| Direitos Humanos |
Senzala
moderna: o problema do trabalho escravo no Brasil
Por Douglas Pinheiro Bezerra*
Na semana
passada – dia 23, para ser mais preciso – o Supremo Tribunal
Federal, última instância do Poder Judiciário, tomou uma decisão
irremediavelmente emblemática: aceitar denúncia contra um senador
da República pela suposta prática de crime de redução de
trabalhadores a condição análoga à de escravos. Isso significa,
em letras simples, que o senador João Ribeiro, filiado ao PR/TO,
sentará no banco dos réus para responder as acusações que lhes
são feitas, podendo, em tese, ser condenado à pena de dois a
oito anos de prisão, além do pagamento de multa, por manter
empregados, em uma de suas fazendas, sob péssimas condições de
trabalho e higiene, cumprindo exaustivas jornadas laborais e retendo
seus miseráveis salários.
A
realidade do trabalho escravo (ou “análogo a escravo”, conforme
se queira chamar) parece, finalmente, estar ocupando os espaços
institucionais necessários, embora seu enfrentamento político deva
envolver forças e atores sociais que não se restringem ao
policiamento e aplicação de penalidades por parte dos órgãos
competentes. Na verdade, combater a escravidão, que é uma lógica
secular de (sobre)exploração com vias enriquecimento imoral do
“senhor”, hoje patrão, constitui-se em tarefa de toda a
sociedade, isso porque os processos produtivos nos quais estes
sofridos trabalhadores estão envolvidos afetam até mesmo os mais
longínquos e impensáveis sujeitos.
Esclarecendo
melhor: o escravo do século XXI está nas fazendas, na construção
civil, no setor de alimentação, na fabricação de vestuários e
calçados e em qualquer outro espaço produtivo que se aproveite de
contextos históricos de subdesenvolvimento e de dependência
econômica para explorar mão de obra de maneira indignificante e à
margem da legislação trabalhista. É assim que o tênis importado,
o sanduíche do fast-food, a roupa de grife ou, até mesmo, o
feijão e a soja que vêm parar na nossa mesa, fazem dos “não
escravos” componentes essenciais (e estruturais) de tal realidade.

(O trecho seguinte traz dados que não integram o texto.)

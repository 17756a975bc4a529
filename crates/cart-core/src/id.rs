//! # Item Identifiers
//!
//! Every parsed cart item gets a fresh id. Where ids come from is pluggable so
//! tests can use predictable values.
//!
//! ## Usage
//! ```rust
//! use cart_core::id::{IdGenerator, SequentialIdGenerator, UuidGenerator};
//!
//! let ids = SequentialIdGenerator::new("item");
//! assert_eq!(ids.next_id(), "item-1");
//! assert_eq!(ids.next_id(), "item-2");
//!
//! let uuid = UuidGenerator.next_id();
//! assert_eq!(uuid.len(), 36);
//! ```

use std::cell::Cell;

use uuid::Uuid;

/// Source of unique item ids.
pub trait IdGenerator {
    /// Returns an id never handed out before by this generator.
    fn next_id(&self) -> String;
}

impl<G: IdGenerator + ?Sized> IdGenerator for &G {
    fn next_id(&self) -> String {
        (**self).next_id()
    }
}

impl<G: IdGenerator + ?Sized> IdGenerator for Box<G> {
    fn next_id(&self) -> String {
        (**self).next_id()
    }
}

/// Random UUID v4 ids. Globally unique without coordination.
#[derive(Debug, Clone, Copy, Default)]
pub struct UuidGenerator;

impl IdGenerator for UuidGenerator {
    fn next_id(&self) -> String {
        Uuid::new_v4().to_string()
    }
}

/// Counter-based ids: `prefix-1`, `prefix-2`, ...
#[derive(Debug, Default)]
pub struct SequentialIdGenerator {
    prefix: String,
    issued: Cell<u64>,
}

impl SequentialIdGenerator {
    pub fn new(prefix: impl Into<String>) -> Self {
        SequentialIdGenerator {
            prefix: prefix.into(),
            issued: Cell::new(0),
        }
    }
}

impl IdGenerator for SequentialIdGenerator {
    fn next_id(&self) -> String {
        let next = self.issued.get() + 1;
        self.issued.set(next);
        format!("{}-{}", self.prefix, next)
    }
}
//! # Error Types
//!
//! Domain-specific error types for cart-core.
//!
//! ## Error Hierarchy
//! ```text
//! ┌─────────────────────────────────────────────────────────────────────────┐
//! │                         Error Types                                     │
//! │                                                                         │
//! │  cart-core errors (this file)                                          │
//! │  ├── CoreError        - Failures that abort an operation               │
//! │  └── ValidationError  - One defect found in a CSV document             │
//! │                                                                         │
//! │  cart-loader errors (separate crate)                                   │
//! │  └── LoaderError      - I/O, config, and rejected documents            │
//! │                                                                         │
//! │  Flow: Vec<ValidationError> → LoaderError::ValidationFailed → caller   │
//! └─────────────────────────────────────────────────────────────────────────┘
//! ```
//!
//! `ValidationError` is a value, not a failure: `validate` returns a list of
//! them and only the loader turns a non-empty list into an error.

use serde::{Deserialize, Serialize};
use thiserror::Error;

use crate::schema::ColumnKind;

// =============================================================================
// Core Error
// =============================================================================

/// Errors that stop a core operation outright.
#[derive(Debug, Error)]
pub enum CoreError {
    /// Content handed to the validator has no text at all.
    ///
    /// ## When This Occurs
    /// - Empty file
    /// - File containing only blank lines
    #[error("CSV content is empty")]
    EmptyContent,

    /// A line could not be converted into a cart item.
    ///
    /// The line parser trusts validated input, so this only shows up when
    /// it's called directly with text that never went through validation.
    #[error("Malformed line \"{line}\": {reason}")]
    MalformedLine { line: String, reason: String },

    /// Schema definition is unusable.
    #[error("Invalid schema: {0}")]
    InvalidSchema(String),

    /// The CSV reader gave up on the content.
    #[error("CSV error: {0}")]
    Csv(#[from] csv::Error),
}

impl CoreError {
    /// Creates a MalformedLine error.
    pub fn malformed_line(line: impl Into<String>, reason: impl Into<String>) -> Self {
        CoreError::MalformedLine {
            line: line.into(),
            reason: reason.into(),
        }
    }

    /// Creates an InvalidSchema error.
    pub fn invalid_schema(reason: impl Into<String>) -> Self {
        CoreError::InvalidSchema(reason.into())
    }
}

// =============================================================================
// Validation Error
// =============================================================================

/// The category of a document defect.
#[derive(Debug, Clone, Copy, PartialEq, Eq, Hash, Serialize, Deserialize)]
#[serde(rename_all = "SCREAMING_SNAKE_CASE")]
pub enum ValidationErrorKind {
    /// Header line doesn't match the schema's column names.
    HeaderMismatch,
    /// A data row has the wrong number of cells.
    RowLengthMismatch,
    /// A cell's value doesn't fit its column kind.
    CellTypeMismatch,
}

/// One defect found while validating a CSV document.
///
/// ## Row Numbering
/// `row` is the physical line index in the document: the header is row 0,
/// the first line after it is row 1. Blank lines are skipped by the
/// validator but still advance the count.
///
/// ## Column
/// Only cell errors name a column. Header and row-length errors describe the
/// whole line.
#[derive(Debug, Clone, PartialEq, Eq, Serialize, Deserialize, Error)]
#[error("row {row}: {message}")]
pub struct ValidationError {
    pub kind: ValidationErrorKind,
    pub row: usize,
    #[serde(default, skip_serializing_if = "Option::is_none")]
    pub column: Option<String>,
    pub message: String,
}

impl ValidationError {
    /// Creates a HeaderMismatch error. Always reported on row 0.
    pub fn header_mismatch(expected: &str, received: &str) -> Self {
        ValidationError {
            kind: ValidationErrorKind::HeaderMismatch,
            row: 0,
            column: None,
            message: format!(
                "Expected header to be \"{}\" but received \"{}\".",
                expected, received
            ),
        }
    }

    /// Creates a RowLengthMismatch error.
    pub fn row_length_mismatch(row: usize, expected: usize, received: usize) -> Self {
        ValidationError {
            kind: ValidationErrorKind::RowLengthMismatch,
            row,
            column: None,
            message: format!(
                "Expected row to have {} cells but received {}.",
                expected, received
            ),
        }
    }

    /// Creates a CellTypeMismatch error for `value` in `column`.
    pub fn cell_type_mismatch(
        row: usize,
        column: impl Into<String>,
        kind: ColumnKind,
        value: &str,
    ) -> Self {
        ValidationError {
            kind: ValidationErrorKind::CellTypeMismatch,
            row,
            column: Some(column.into()),
            message: format!(
                "Expected cell to be {} but received \"{}\".",
                kind.describe(),
                value
            ),
        }
    }
}

// =============================================================================
// Result Type Alias
// =============================================================================

/// Convenience type alias for Results with CoreError.
pub type CoreResult<T> = Result<T, CoreError>;

// =============================================================================
// Unit Tests
// =============================================================================

#[cfg(test)]
mod tests {
    use super::*;

    #[test]
    fn test_error_messages() {
        let err = CoreError::malformed_line("Widget,abc,2", "price is not a number");
        assert_eq!(
            err.to_string(),
            "Malformed line \"Widget,abc,2\": price is not a number"
        );
        assert_eq!(CoreError::EmptyContent.to_string(), "CSV content is empty");
    }

    #[test]
    fn test_validation_error_messages() {
        let err = ValidationError::row_length_mismatch(3, 3, 2);
        assert_eq!(err.kind, ValidationErrorKind::RowLengthMismatch);
        assert_eq!(err.column, None);
        assert_eq!(
            err.to_string(),
            "row 3: Expected row to have 3 cells but received 2."
        );

        let err = ValidationError::cell_type_mismatch(2, "Price", ColumnKind::PositiveNumber, "abc");
        assert_eq!(err.column.as_deref(), Some("Price"));
        assert_eq!(
            err.message,
            "Expected cell to be a positive number but received \"abc\"."
        );
    }

    #[test]
    fn test_validation_error_kind_serializes_as_screaming_snake_case() {
        let err = ValidationError::header_mismatch("Product name,Price,Quantity", "Price");
        let json = serde_json::to_value(&err).unwrap();
        assert_eq!(json["kind"], "HEADER_MISMATCH");
        assert_eq!(json["row"], 0);
        assert!(json.get("column").is_none());
    }
}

O fato de se libertarem trabalhadores em regime de escravidão nos
confins do Pará ou em plena Avenida Paulista, como se deu muito
recentemente, é mais uma prova de que tais práticas são
sobremaneira convenientes e usuais.
Segundo o
Ministério do Trabalho e Emprego (MTE), entre 2005 e 2011, cerca de
trinta mil(!) trabalhadores foram libertados da condição de
escravidão, o que levou a “lista suja” do órgão a alcançar o
vergonhoso recorde de 294 pessoas físicas e jurídicas elencadas
como graves violadoras de normas trabalhistas: estas são impedidas
de receber financiamento bancário ou participar de processos de
licitação, além, por óbvio, de terem que indenizar seus
empregados e pagar pesadas multas. Ainda, de acordo com o relatório
intitulado “Perfil dos principais atores envolvidos no trabalho
escravo rural no Brasil”, lançado pela Organização Internacional
do Trabalho (OIT) e relativo às fiscalizações realizadas pelo MTE
em quatro estados, é possível traçar um perfil do trabalhador
rural sujeito à escravidão: negro, pobre, com até 30 anos de
idade, migrante do Nordeste brasileiro. Os empregadores, por outro
lado, são ricos, brancos, com formação educacional que alcança o
ensino superior.
É
preciso entender que a ideia de “escravidão” não visita apenas
a restrição física, o aprisionamento espacial do trabalhador ao
seu local de trabalho, mas, também, outras circunstâncias que fazem
do seu contexto existencial uma verdadeira “senzala” da qual a
fuga parece ser inalcançável. Onde está a “liberdade” do
trabalhador escravo, miserável, que precisa encontrar condições de
sobrevivência-própria e da sua família? A liberdade de sair de um
ambiente de escravidão para adentrar em outro? A liberdade de ter
que se submeter a condições inimagináveis de exploração para
recolher as migalhas mais sujas e insignificantes do lucro do seu
empregador, sob pena de sofrer coação moral ou, até mesmo, física?
Defender
que não há mais lugar histórico para sustentar a existência de
trabalho escravo no Brasil, valorando-o como mera “irregularidade
das normas trabalhistas”, e, portanto, relativamente reprovável, é
um absurdo equívoco e, contraditoriamente, uma negação histórica:
significa ignorar as bases de construção do subdesenvolvimento aqui
vigente, que perpassa a submissão dos pobres, a permanência de
relações de dominação tradicional (o senhor de terras que também
é senador da República, por exemplo) e a desmobilização da
organização classista através dos mais diversos artifícios,
incluída a violência.
Apesar
dos significativos avanços no combate à escravidão moderna, é
preciso superar os obstáculos políticos e jurídicos mais
imediatos, a exemplo das coalizões partidárias conservadoras, que
apostam na parcimônia e cumplicidade do restante da sociedade; e dos
manejos legais para não reconhecer determinadas táticas de
exploração como “escravocratas”. As mazelas da escravidão não
devem ser abandonadas no passado, com a Lei Áurea. Em outro sentido,
pedem para ser enfrentadas aqui, agora, com a sua devida
ressignificação histórica.
*Estudante de Direito da UFPB.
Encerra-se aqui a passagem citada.